Task description –
What lines in the records below contain the string "SimulatedSerialTransport"? Copy every one.

Stored items from a collection
--------------------------------

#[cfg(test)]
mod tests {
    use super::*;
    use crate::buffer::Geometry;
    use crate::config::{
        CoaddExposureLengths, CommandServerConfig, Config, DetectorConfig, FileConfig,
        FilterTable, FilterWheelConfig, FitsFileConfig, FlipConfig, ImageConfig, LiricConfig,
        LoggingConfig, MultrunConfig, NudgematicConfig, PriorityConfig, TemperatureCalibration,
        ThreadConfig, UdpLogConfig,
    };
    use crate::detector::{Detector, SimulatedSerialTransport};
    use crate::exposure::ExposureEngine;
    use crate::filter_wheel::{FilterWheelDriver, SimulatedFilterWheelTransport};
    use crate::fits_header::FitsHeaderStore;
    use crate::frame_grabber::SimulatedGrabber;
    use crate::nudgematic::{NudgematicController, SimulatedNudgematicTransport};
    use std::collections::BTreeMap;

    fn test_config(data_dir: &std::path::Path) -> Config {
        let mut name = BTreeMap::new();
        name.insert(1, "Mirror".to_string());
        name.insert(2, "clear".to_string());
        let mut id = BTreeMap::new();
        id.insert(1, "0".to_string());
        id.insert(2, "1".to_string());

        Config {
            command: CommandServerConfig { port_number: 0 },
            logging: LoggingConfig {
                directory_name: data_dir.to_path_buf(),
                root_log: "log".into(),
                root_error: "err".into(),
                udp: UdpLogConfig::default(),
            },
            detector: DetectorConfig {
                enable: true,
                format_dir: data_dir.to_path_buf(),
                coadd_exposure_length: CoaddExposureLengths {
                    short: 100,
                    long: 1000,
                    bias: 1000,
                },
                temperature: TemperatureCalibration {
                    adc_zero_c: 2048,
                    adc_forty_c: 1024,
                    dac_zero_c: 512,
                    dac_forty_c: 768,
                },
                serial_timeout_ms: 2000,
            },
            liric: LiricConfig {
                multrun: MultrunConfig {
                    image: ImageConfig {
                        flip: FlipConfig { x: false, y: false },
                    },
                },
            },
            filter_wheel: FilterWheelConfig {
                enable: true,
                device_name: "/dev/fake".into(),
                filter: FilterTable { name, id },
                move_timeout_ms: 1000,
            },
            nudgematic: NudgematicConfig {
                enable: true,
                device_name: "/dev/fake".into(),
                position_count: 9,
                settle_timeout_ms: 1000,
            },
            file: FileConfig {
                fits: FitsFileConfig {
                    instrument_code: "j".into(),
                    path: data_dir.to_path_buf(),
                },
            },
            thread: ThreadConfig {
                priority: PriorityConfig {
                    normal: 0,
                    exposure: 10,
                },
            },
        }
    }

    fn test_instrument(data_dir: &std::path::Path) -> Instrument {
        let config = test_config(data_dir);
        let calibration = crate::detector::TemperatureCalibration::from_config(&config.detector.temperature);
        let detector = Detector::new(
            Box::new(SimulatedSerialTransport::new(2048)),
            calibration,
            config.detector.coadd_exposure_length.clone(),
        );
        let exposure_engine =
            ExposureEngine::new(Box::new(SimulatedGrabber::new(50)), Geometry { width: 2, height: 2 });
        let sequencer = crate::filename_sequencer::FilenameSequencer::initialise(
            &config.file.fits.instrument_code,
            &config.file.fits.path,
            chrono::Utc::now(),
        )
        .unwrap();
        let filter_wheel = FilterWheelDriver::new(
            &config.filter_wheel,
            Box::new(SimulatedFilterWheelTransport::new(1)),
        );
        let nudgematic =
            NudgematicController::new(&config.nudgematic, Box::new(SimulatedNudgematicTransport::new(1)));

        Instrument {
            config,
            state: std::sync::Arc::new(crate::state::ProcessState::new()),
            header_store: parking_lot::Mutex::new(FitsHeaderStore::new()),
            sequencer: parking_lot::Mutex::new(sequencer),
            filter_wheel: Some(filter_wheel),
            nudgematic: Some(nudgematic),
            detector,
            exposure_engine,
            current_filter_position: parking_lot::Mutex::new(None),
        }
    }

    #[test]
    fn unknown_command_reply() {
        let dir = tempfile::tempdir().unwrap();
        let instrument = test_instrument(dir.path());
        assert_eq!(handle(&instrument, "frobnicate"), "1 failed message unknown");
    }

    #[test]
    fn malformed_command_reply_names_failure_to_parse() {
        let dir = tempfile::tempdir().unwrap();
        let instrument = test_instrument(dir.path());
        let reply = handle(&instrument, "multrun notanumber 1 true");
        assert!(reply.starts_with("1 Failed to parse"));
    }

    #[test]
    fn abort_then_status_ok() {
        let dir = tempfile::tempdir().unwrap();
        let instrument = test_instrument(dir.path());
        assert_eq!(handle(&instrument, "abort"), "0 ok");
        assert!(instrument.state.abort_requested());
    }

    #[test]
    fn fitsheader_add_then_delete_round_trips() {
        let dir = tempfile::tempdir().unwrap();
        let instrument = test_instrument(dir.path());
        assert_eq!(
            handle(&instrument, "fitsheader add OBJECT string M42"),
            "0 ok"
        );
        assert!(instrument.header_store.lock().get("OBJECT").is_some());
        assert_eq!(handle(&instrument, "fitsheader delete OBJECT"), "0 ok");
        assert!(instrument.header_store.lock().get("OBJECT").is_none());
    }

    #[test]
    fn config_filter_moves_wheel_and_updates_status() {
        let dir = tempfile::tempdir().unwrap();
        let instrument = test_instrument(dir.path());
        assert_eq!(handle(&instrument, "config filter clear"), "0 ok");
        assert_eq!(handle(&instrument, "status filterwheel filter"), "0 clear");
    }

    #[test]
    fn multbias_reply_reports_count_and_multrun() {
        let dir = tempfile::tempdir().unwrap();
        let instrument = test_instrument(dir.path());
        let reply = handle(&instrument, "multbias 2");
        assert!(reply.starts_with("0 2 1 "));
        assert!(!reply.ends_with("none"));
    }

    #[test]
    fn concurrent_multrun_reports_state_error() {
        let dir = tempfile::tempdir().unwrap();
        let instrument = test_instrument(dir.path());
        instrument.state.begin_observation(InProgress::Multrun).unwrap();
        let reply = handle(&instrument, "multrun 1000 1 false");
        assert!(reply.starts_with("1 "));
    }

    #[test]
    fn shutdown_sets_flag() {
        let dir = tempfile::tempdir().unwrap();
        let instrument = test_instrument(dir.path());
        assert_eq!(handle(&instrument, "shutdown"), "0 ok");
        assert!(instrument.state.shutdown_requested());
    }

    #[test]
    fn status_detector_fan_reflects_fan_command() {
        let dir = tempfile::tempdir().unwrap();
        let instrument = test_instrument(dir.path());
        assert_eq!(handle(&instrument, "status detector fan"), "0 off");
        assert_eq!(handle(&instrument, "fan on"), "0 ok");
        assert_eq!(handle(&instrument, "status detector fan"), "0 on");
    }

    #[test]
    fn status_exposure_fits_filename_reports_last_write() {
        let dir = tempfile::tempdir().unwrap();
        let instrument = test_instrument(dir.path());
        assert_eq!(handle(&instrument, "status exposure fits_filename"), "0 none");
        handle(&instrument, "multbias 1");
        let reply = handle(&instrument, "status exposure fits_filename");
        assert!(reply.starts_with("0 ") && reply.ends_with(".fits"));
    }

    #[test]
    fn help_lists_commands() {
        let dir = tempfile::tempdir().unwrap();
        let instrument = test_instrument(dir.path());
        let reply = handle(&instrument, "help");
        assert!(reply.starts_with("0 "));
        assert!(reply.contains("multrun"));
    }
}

--------------------------------

Reply to the task –
    use crate::detector::{Detector, SimulatedSerialTransport};
            Box::new(SimulatedSerialTransport::new(2048)),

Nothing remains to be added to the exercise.